[RECORDS TO USE — start]

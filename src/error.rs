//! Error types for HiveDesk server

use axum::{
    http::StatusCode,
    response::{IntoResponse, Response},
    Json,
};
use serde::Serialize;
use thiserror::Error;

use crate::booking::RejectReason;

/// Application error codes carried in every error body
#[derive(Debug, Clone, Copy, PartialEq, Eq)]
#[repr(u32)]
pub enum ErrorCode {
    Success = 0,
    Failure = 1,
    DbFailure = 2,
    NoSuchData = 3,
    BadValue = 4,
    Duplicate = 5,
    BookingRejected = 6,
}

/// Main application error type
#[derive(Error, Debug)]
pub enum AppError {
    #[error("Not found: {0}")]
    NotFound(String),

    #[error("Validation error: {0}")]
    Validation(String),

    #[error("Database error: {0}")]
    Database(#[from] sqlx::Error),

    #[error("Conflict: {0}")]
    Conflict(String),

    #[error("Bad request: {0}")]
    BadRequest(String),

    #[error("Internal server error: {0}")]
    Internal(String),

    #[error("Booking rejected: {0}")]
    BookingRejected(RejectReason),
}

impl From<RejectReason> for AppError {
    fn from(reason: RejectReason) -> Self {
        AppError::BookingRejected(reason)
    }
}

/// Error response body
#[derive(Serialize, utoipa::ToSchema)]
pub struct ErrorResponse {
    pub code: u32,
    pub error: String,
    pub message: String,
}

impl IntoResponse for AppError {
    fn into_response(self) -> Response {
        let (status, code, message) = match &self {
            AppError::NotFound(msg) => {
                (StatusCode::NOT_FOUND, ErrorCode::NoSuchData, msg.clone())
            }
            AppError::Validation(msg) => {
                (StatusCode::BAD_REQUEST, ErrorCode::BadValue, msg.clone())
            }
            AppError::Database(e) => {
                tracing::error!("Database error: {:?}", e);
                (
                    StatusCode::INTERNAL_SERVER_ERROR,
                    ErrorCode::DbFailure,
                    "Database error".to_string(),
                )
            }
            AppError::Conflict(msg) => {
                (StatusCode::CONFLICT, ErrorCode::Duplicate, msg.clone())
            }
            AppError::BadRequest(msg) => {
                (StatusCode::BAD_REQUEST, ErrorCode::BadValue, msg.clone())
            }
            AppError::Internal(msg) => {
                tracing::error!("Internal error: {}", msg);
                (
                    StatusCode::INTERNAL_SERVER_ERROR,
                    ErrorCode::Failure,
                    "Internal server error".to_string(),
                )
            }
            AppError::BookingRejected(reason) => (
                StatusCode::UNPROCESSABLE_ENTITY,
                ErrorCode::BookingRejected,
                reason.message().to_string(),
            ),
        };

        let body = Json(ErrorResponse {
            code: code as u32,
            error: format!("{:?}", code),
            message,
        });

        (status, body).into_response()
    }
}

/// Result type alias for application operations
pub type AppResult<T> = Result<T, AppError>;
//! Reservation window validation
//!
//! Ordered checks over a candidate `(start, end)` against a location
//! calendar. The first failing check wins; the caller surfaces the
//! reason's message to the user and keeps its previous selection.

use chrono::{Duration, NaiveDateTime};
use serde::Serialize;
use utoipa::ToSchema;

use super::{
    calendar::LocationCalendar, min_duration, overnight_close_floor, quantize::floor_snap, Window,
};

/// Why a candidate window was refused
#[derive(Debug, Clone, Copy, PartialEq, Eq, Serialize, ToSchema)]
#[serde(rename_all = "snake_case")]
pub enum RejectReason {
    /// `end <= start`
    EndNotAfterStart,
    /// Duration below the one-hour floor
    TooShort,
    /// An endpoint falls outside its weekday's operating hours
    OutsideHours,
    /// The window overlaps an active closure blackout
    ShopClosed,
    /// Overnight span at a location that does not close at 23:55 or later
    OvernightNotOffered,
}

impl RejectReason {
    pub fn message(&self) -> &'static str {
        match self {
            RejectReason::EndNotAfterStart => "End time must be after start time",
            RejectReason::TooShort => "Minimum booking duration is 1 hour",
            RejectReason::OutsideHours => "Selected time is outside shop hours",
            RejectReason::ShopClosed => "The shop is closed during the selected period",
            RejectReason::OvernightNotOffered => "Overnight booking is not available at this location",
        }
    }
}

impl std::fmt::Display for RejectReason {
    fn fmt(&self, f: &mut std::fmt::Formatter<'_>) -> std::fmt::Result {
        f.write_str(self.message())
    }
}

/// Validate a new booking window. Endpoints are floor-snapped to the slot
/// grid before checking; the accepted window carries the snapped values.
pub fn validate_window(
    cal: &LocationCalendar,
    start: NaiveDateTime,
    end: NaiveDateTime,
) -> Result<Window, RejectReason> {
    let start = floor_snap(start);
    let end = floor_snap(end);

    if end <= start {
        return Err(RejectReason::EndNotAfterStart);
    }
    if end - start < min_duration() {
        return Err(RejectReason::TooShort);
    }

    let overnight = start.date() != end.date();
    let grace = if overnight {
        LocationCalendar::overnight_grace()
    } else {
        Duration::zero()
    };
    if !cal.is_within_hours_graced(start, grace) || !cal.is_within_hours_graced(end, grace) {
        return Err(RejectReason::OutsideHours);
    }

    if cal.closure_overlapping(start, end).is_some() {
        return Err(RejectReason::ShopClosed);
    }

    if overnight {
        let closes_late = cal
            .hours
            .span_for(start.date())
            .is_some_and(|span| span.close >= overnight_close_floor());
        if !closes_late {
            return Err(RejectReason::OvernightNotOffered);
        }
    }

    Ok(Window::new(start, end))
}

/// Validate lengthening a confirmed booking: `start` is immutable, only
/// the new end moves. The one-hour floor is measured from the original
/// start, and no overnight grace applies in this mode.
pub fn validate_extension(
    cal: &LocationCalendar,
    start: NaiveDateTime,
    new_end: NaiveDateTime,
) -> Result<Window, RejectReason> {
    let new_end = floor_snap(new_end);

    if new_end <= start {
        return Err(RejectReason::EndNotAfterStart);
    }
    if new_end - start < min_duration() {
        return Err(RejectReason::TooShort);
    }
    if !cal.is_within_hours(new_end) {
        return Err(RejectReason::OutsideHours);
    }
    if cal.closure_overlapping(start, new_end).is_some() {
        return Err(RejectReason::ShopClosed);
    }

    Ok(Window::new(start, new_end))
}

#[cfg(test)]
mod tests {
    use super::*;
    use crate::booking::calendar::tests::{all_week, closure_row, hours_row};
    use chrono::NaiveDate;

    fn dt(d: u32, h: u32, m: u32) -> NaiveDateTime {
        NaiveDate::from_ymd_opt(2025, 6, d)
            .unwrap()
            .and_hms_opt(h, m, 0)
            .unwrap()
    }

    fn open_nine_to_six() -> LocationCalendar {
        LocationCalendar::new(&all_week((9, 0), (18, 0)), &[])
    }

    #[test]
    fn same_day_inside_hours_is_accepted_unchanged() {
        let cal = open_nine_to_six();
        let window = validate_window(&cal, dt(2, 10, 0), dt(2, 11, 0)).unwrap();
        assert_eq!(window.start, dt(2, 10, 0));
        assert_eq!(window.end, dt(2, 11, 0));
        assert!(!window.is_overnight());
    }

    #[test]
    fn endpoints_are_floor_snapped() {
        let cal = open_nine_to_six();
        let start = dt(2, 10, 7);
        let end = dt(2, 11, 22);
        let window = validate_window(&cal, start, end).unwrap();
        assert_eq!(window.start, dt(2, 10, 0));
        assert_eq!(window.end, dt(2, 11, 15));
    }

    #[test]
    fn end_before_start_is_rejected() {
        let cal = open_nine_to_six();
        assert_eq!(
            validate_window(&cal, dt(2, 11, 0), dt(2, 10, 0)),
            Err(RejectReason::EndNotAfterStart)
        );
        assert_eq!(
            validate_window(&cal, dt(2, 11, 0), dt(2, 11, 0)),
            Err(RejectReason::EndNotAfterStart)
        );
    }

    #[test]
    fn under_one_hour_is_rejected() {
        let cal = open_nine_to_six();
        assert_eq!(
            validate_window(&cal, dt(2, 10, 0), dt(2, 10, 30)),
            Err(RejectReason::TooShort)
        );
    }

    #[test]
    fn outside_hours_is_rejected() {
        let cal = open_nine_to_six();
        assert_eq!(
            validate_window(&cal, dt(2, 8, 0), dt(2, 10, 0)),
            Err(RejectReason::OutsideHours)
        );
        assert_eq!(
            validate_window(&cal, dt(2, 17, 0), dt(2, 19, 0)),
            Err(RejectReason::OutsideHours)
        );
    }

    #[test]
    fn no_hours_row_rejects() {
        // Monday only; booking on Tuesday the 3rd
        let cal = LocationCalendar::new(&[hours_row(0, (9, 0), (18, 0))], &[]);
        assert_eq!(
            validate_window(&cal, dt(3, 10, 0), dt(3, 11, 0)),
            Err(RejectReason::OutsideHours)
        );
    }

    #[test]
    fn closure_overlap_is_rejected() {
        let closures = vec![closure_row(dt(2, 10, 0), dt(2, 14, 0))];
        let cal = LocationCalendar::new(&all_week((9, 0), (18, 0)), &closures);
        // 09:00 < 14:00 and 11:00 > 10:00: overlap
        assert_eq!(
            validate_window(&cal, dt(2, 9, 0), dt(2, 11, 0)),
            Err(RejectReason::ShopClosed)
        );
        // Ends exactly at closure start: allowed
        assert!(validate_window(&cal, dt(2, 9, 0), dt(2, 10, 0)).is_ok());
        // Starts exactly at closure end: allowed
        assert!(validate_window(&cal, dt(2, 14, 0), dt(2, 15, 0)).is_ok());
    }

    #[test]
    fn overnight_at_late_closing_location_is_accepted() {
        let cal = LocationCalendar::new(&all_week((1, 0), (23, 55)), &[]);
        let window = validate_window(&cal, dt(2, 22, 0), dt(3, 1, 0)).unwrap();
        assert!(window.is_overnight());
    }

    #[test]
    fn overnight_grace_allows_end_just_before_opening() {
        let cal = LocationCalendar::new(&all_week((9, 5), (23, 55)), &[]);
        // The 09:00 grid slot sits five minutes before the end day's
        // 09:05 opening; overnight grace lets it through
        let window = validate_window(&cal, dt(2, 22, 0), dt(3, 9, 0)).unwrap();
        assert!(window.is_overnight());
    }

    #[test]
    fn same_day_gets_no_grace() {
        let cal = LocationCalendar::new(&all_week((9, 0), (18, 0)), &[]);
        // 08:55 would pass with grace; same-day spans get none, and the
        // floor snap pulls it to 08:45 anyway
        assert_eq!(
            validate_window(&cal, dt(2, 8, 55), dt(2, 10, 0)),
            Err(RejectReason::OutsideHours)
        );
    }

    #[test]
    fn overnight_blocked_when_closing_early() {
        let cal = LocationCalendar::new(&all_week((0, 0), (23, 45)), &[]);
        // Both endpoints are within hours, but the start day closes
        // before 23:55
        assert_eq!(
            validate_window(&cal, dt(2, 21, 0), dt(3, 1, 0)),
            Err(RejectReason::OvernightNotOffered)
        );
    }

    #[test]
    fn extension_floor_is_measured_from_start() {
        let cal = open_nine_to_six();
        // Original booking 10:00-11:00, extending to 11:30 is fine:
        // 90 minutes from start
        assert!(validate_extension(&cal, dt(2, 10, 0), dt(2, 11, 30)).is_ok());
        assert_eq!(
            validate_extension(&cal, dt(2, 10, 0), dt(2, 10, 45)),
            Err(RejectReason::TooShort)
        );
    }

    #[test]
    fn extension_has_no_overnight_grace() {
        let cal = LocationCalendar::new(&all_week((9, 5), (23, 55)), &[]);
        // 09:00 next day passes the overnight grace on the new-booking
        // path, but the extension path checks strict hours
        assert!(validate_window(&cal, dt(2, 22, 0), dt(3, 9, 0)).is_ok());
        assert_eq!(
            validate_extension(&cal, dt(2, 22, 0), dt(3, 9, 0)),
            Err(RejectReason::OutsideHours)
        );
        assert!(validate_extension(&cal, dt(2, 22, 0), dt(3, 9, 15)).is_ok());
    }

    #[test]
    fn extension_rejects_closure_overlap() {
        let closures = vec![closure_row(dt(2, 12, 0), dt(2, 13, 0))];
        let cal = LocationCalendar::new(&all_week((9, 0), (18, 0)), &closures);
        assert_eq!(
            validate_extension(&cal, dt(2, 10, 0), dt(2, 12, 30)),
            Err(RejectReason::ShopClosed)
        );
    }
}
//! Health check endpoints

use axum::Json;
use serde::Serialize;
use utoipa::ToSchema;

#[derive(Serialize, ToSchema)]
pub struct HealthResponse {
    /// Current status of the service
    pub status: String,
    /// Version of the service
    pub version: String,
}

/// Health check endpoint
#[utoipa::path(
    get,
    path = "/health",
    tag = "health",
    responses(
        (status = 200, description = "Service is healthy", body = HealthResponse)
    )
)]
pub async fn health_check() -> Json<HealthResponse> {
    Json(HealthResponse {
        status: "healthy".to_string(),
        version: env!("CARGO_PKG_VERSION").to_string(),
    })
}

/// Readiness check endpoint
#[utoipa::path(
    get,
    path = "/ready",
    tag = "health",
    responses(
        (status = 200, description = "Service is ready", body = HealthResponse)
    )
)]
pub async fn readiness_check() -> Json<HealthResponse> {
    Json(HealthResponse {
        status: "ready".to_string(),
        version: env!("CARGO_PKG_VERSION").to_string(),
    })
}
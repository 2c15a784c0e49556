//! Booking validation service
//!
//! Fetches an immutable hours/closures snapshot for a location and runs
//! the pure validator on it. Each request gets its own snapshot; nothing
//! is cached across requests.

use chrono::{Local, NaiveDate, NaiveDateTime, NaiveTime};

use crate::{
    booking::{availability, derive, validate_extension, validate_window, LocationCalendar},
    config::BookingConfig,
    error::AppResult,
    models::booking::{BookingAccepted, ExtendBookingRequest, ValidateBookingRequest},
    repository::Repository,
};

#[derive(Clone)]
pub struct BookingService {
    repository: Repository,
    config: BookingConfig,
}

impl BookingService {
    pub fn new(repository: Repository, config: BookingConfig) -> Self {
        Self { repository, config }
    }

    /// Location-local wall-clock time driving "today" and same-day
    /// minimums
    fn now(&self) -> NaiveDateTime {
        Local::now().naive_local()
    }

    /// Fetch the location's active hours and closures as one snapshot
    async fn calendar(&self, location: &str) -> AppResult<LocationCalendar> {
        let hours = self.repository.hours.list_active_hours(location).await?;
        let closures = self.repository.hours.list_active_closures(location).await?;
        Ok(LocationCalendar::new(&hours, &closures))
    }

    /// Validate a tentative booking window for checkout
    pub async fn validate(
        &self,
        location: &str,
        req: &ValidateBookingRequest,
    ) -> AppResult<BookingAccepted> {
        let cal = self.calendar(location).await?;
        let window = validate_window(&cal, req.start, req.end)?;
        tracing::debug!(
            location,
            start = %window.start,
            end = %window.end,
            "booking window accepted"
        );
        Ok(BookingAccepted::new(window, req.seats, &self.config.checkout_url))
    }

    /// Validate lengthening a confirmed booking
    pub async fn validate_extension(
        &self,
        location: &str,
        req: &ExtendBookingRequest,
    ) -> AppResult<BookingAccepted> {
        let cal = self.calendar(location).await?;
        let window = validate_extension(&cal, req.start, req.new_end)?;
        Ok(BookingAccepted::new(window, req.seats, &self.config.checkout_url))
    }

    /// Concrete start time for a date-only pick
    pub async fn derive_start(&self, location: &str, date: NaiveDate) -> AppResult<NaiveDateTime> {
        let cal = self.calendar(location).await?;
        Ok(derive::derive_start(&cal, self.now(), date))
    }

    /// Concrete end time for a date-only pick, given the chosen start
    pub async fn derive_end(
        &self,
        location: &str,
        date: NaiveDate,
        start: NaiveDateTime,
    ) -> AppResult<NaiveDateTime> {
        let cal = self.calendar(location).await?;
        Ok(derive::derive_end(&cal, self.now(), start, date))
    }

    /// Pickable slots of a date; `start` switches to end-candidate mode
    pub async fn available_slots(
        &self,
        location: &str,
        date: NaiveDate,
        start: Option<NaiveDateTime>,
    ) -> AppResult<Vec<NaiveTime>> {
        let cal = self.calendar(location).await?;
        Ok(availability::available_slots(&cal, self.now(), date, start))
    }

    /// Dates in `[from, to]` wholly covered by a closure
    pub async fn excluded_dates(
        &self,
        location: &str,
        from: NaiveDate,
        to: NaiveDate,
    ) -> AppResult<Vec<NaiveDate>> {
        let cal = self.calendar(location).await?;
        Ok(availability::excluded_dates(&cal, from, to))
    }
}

[RECORDS TO USE — finish]

YOUR TASK => From the records above, copy only the lines starting with the line that holds "if cal.closure_overlapping(start, end).is_some()" and going on through the line that holds "dt(2, 11, 0)).unwrap();", exactly as written.

OUTPUT FOR THIS TASK =>
    if cal.closure_overlapping(start, end).is_some() {
        return Err(RejectReason::ShopClosed);
    }

    if overnight {
        let closes_late = cal
            .hours
            .span_for(start.date())
            .is_some_and(|span| span.close >= overnight_close_floor());
        if !closes_late {
            return Err(RejectReason::OvernightNotOffered);
        }
    }

    Ok(Window::new(start, end))
}

/// Validate lengthening a confirmed booking: `start` is immutable, only
/// the new end moves. The one-hour floor is measured from the original
/// start, and no overnight grace applies in this mode.
pub fn validate_extension(
    cal: &LocationCalendar,
    start: NaiveDateTime,
    new_end: NaiveDateTime,
) -> Result<Window, RejectReason> {
    let new_end = floor_snap(new_end);

    if new_end <= start {
        return Err(RejectReason::EndNotAfterStart);
    }
    if new_end - start < min_duration() {
        return Err(RejectReason::TooShort);
    }
    if !cal.is_within_hours(new_end) {
        return Err(RejectReason::OutsideHours);
    }
    if cal.closure_overlapping(start, new_end).is_some() {
        return Err(RejectReason::ShopClosed);
    }

    Ok(Window::new(start, new_end))
}

#[cfg(test)]
mod tests {
    use super::*;
    use crate::booking::calendar::tests::{all_week, closure_row, hours_row};
    use chrono::NaiveDate;

    fn dt(d: u32, h: u32, m: u32) -> NaiveDateTime {
        NaiveDate::from_ymd_opt(2025, 6, d)
            .unwrap()
            .and_hms_opt(h, m, 0)
            .unwrap()
    }

    fn open_nine_to_six() -> LocationCalendar {
        LocationCalendar::new(&all_week((9, 0), (18, 0)), &[])
    }

    #[test]
    fn same_day_inside_hours_is_accepted_unchanged() {
        let cal = open_nine_to_six();
        let window = validate_window(&cal, dt(2, 10, 0), dt(2, 11, 0)).unwrap();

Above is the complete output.